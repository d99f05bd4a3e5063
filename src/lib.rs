//! A reverse proxy in front of a document-extraction API.
//!
//! Every inbound `multipart/form-data` request has each text field parsed
//! as a JSON object, `schemaName` forced to the configured value and
//! `extraction` removed. The form is then re-encoded and streamed to a
//! single fixed upstream. Any other body is forwarded byte-for-byte, and
//! the upstream response is streamed back unchanged.
//!
//! # Architecture
//!
//! - [`cli`] -- Command-line argument parsing with clap derive macros.
//! - [`cmd`] -- Subcommand dispatch and execution (run, health).
//! - [`config`] -- The immutable [`ProxyConfig`](config::ProxyConfig) and
//!   upstream [`ProxyTarget`](config::ProxyTarget).
//! - [`error`] -- Unified error type using `thiserror`.
//! - [`health`] -- `GET /health` endpoint handler returning runtime diagnostics.
//! - [`logging`] -- Structured tracing setup with JSON and pretty-print output.
//! - [`proxy`] -- Core forwarding: multipart decoding, metadata rewriting,
//!   re-encoding, the streaming upstream pipe, and the response relay.
//! - [`server`] -- Axum server setup, shared application state, HTTP client, and
//!   graceful shutdown.
//! - [`tls`] -- Certificate loading for the optional HTTPS listener.
//!
//! # Feature Flags
//!
//! | Feature | Description |
//! |---------|-------------|
//! | `sentry-integration` | Sentry error tracking |

// Binary crate: public functions are internal, not consumed by external users.
#![allow(clippy::missing_errors_doc)]

pub mod cli;
pub mod cmd;
pub mod config;
pub mod error;
pub mod health;
pub mod logging;
pub mod proxy;
pub mod server;
pub mod tls;

#[cfg(feature = "sentry-integration")]
pub mod sentry_integration;
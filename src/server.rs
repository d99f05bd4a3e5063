//! Axum server setup, shared application state, and graceful shutdown.
//!
//! Contains [`AppState`] (the `Arc`-shared, read-only state holding the
//! proxy config, HTTP client, stats, and uptime), [`build_router`] for
//! constructing the Axum router with middleware layers,
//! [`build_http_client`] for the connection-pooled hyper client, and
//! [`shutdown_signal`] for SIGTERM / Ctrl+C handling.

use std::sync::atomic::AtomicU64;
use std::sync::Arc;
use std::time::{Duration, Instant};

use axum::extract::DefaultBodyLimit;
use axum::routing::get;
use axum::Router;
use bytes::Bytes;
use http_body_util::combinators::BoxBody;
use hyper_util::client::legacy::Client;
use hyper_util::rt::TokioExecutor;
use tower::ServiceBuilder;
use tower_http::limit::RequestBodyLimitLayer;
use tower_http::trace::TraceLayer;

use crate::config::ProxyConfig;
use crate::error::BoxError;
use crate::health::health_handler;
use crate::proxy;

#[derive(Debug)]
pub struct Stats {
    pub forwarded: AtomicU64,
    pub rejected: AtomicU64,
    pub failed: AtomicU64,
}

impl Default for Stats {
    fn default() -> Self {
        Self::new()
    }
}

impl Stats {
    #[must_use]
    pub const fn new() -> Self {
        Self {
            forwarded: AtomicU64::new(0),
            rejected: AtomicU64::new(0),
            failed: AtomicU64::new(0),
        }
    }
}

/// Outbound request body: a buffered passthrough body or a streamed
/// multipart body.
pub type ProxyBody = BoxBody<Bytes, BoxError>;

pub type HttpsConnector =
    hyper_rustls::HttpsConnector<hyper_util::client::legacy::connect::HttpConnector>;
pub type HttpClient = Client<HttpsConnector, ProxyBody>;

pub struct AppState {
    pub config: ProxyConfig,
    pub http_client: HttpClient,
    pub start_time: Instant,
    pub max_body: usize,
    pub stats: Stats,
}

impl AppState {
    #[must_use]
    pub fn new(config: ProxyConfig, max_body: usize) -> Self {
        Self {
            config,
            http_client: build_http_client(),
            start_time: Instant::now(),
            max_body,
            stats: Stats::new(),
        }
    }
}

/// Install `ring` as the process-wide rustls provider. Both the upstream
/// client and the HTTPS listener need it; repeated calls are no-ops.
pub fn install_crypto_provider() {
    let _ = rustls::crypto::ring::default_provider().install_default();
}

#[must_use]
pub fn build_http_client() -> HttpClient {
    install_crypto_provider();

    let https = hyper_rustls::HttpsConnectorBuilder::new()
        .with_webpki_roots()
        .https_or_http()
        .enable_http1()
        .build();
    Client::builder(TokioExecutor::new())
        .pool_idle_timeout(Duration::from_secs(30))
        .build(https)
}

pub fn build_router(state: Arc<AppState>) -> Router {
    let max_body = state.max_body;
    Router::new()
        .route("/health", get(health_handler))
        .fallback(proxy::forward_handler)
        .layer(
            ServiceBuilder::new()
                .layer(TraceLayer::new_for_http())
                .layer(DefaultBodyLimit::max(max_body))
                .layer(RequestBodyLimitLayer::new(max_body)),
        )
        .with_state(state)
}

pub async fn shutdown_signal() {
    let ctrl_c = async {
        if let Err(e) = tokio::signal::ctrl_c().await {
            tracing::error!(error = %e, "failed to install Ctrl+C handler");
            std::future::pending::<()>().await;
        }
    };

    #[cfg(unix)]
    let terminate = async {
        match tokio::signal::unix::signal(tokio::signal::unix::SignalKind::terminate()) {
            Ok(mut signal) => {
                signal.recv().await;
            }
            Err(e) => {
                tracing::error!(error = %e, "failed to install SIGTERM handler");
                std::future::pending::<()>().await;
            }
        }
    };

    #[cfg(not(unix))]
    let terminate = std::future::pending::<()>();

    tokio::select! {
        () = ctrl_c => tracing::info!("received Ctrl+C"),
        () = terminate => tracing::info!("received SIGTERM"),
    }
}
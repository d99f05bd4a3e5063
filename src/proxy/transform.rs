//! Metadata rewriting for multipart text fields.
//!
//! Every text field carries a JSON object. [`rewrite_metadata`] forces
//! `schemaName` to the configured value and drops `extraction`; all other
//! keys are left as they were. Files are never touched.

use serde_json::{Map, Value};

use super::decode::{FormData, TextField};
use crate::error::ProxyError;

pub const SCHEMA_NAME_KEY: &str = "schemaName";
pub const EXTRACTION_KEY: &str = "extraction";

pub fn set_schema(metadata: &mut Map<String, Value>, schema_name: &str) {
    metadata.insert(
        SCHEMA_NAME_KEY.to_string(),
        Value::String(schema_name.to_string()),
    );
}

pub fn strip_extraction(metadata: &mut Map<String, Value>) {
    metadata.remove(EXTRACTION_KEY);
}

/// Parse one field value, apply [`set_schema`] then [`strip_extraction`],
/// and serialize it back.
pub fn rewrite_metadata(field: &str, text: &str, schema_name: &str) -> Result<String, ProxyError> {
    let value: Value = serde_json::from_str(text).map_err(|source| ProxyError::FieldParse {
        field: field.to_string(),
        source,
    })?;
    let Value::Object(mut metadata) = value else {
        return Err(ProxyError::NotAnObject {
            field: field.to_string(),
        });
    };

    set_schema(&mut metadata, schema_name);
    strip_extraction(&mut metadata);

    Ok(Value::Object(metadata).to_string())
}

/// Rewrite every text field of `form`. One bad field fails the whole form.
pub fn transform(form: FormData, schema_name: &str) -> Result<FormData, ProxyError> {
    let fields = form
        .fields
        .into_iter()
        .map(|field| -> Result<TextField, ProxyError> {
            let value = rewrite_metadata(&field.name, &field.value, schema_name)?;
            Ok(TextField {
                name: field.name,
                value,
            })
        })
        .collect::<Result<Vec<_>, _>>()?;

    Ok(FormData {
        fields,
        files: form.files,
    })
}
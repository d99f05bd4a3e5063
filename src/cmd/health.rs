//! `extraction-proxy health`: check the health of a running instance.
//!
//! Sends a `GET /health` request to the specified URL and displays
//! the response as formatted text or raw JSON.

use http_body_util::BodyExt;
use hyper_util::client::legacy::Client;
use hyper_util::rt::TokioExecutor;

use crate::cli::HealthArgs;
use crate::error::ProxyError;
use crate::health::HealthResponse;

pub async fn execute(args: HealthArgs) -> Result<(), ProxyError> {
    let url = format!("{}/health", args.url.trim_end_matches('/'));
    let uri: hyper::Uri = url
        .parse()
        .map_err(|e: hyper::http::uri::InvalidUri| ProxyError::UriParse {
            source: Box::new(e),
        })?;

    let connector = hyper_util::client::legacy::connect::HttpConnector::new();
    let client = Client::builder(TokioExecutor::new()).build(connector);

    let req = hyper::Request::builder()
        .uri(uri)
        .body(http_body_util::Full::new(bytes::Bytes::new()))
        .map_err(|e| ProxyError::HttpRequest {
            source: Box::new(e),
        })?;

    let response = tokio::time::timeout(std::time::Duration::from_secs(10), client.request(req))
        .await
        .map_err(|_| ProxyError::HttpRequest {
            source: "health check timed out after 10s".into(),
        })?
        .map_err(|e| ProxyError::HttpRequest {
            source: Box::new(e),
        })?;

    let status = response.status();
    let body = response
        .into_body()
        .collect()
        .await
        .map_err(|e| ProxyError::HttpRequest {
            source: Box::new(e),
        })?
        .to_bytes();

    if !status.is_success() {
        return Err(ProxyError::HealthCheckFailed(status));
    }

    if args.json {
        println!("{}", String::from_utf8_lossy(&body));
        return Ok(());
    }

    match serde_json::from_slice::<HealthResponse>(&body) {
        Ok(health) => print_report(&args.url, &health),
        Err(e) => {
            eprintln!("Failed to parse health response: {e}");
            println!("{}", String::from_utf8_lossy(&body));
        }
    }

    Ok(())
}

fn print_report(url: &str, health: &HealthResponse) {
    println!("\u{2713} extraction-proxy is healthy ({url})");
    println!("  version:   {}", health.version);
    println!("  uptime:    {}", format_uptime(health.uptime_seconds));
    println!("  upstream:  {}", health.upstream);
    println!("  schema:    {}", health.schema_name);
    println!(
        "  requests:  {} forwarded, {} rejected, {} failed",
        health.stats.requests_forwarded, health.stats.requests_rejected, health.stats.requests_failed
    );
}

fn format_uptime(seconds: u64) -> String {
    let hours = seconds / 3600;
    let minutes = (seconds % 3600) / 60;
    let secs = seconds % 60;
    if hours > 0 {
        format!("{hours}h {minutes}m {secs}s")
    } else if minutes > 0 {
        format!("{minutes}m {secs}s")
    } else {
        format!("{secs}s")
    }
}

▶ _What you need to do_
Only one stretch of the entries above is wanted: the lines from the one containing "pub type HttpClient" through the one containing "install_crypto_provider();". Please reproduce it exactly.

▶ _Solved exercise_
pub type HttpClient = Client<HttpsConnector, ProxyBody>;

pub struct AppState {
    pub config: ProxyConfig,
    pub http_client: HttpClient,
    pub start_time: Instant,
    pub max_body: usize,
    pub stats: Stats,
}

impl AppState {
    #[must_use]
    pub fn new(config: ProxyConfig, max_body: usize) -> Self {
        Self {
            config,
            http_client: build_http_client(),
            start_time: Instant::now(),
            max_body,
            stats: Stats::new(),
        }
    }
}

/// Install `ring` as the process-wide rustls provider. Both the upstream
/// client and the HTTPS listener need it; repeated calls are no-ops.
pub fn install_crypto_provider() {
    let _ = rustls::crypto::ring::default_provider().install_default();
}

#[must_use]
pub fn build_http_client() -> HttpClient {
    install_crypto_provider();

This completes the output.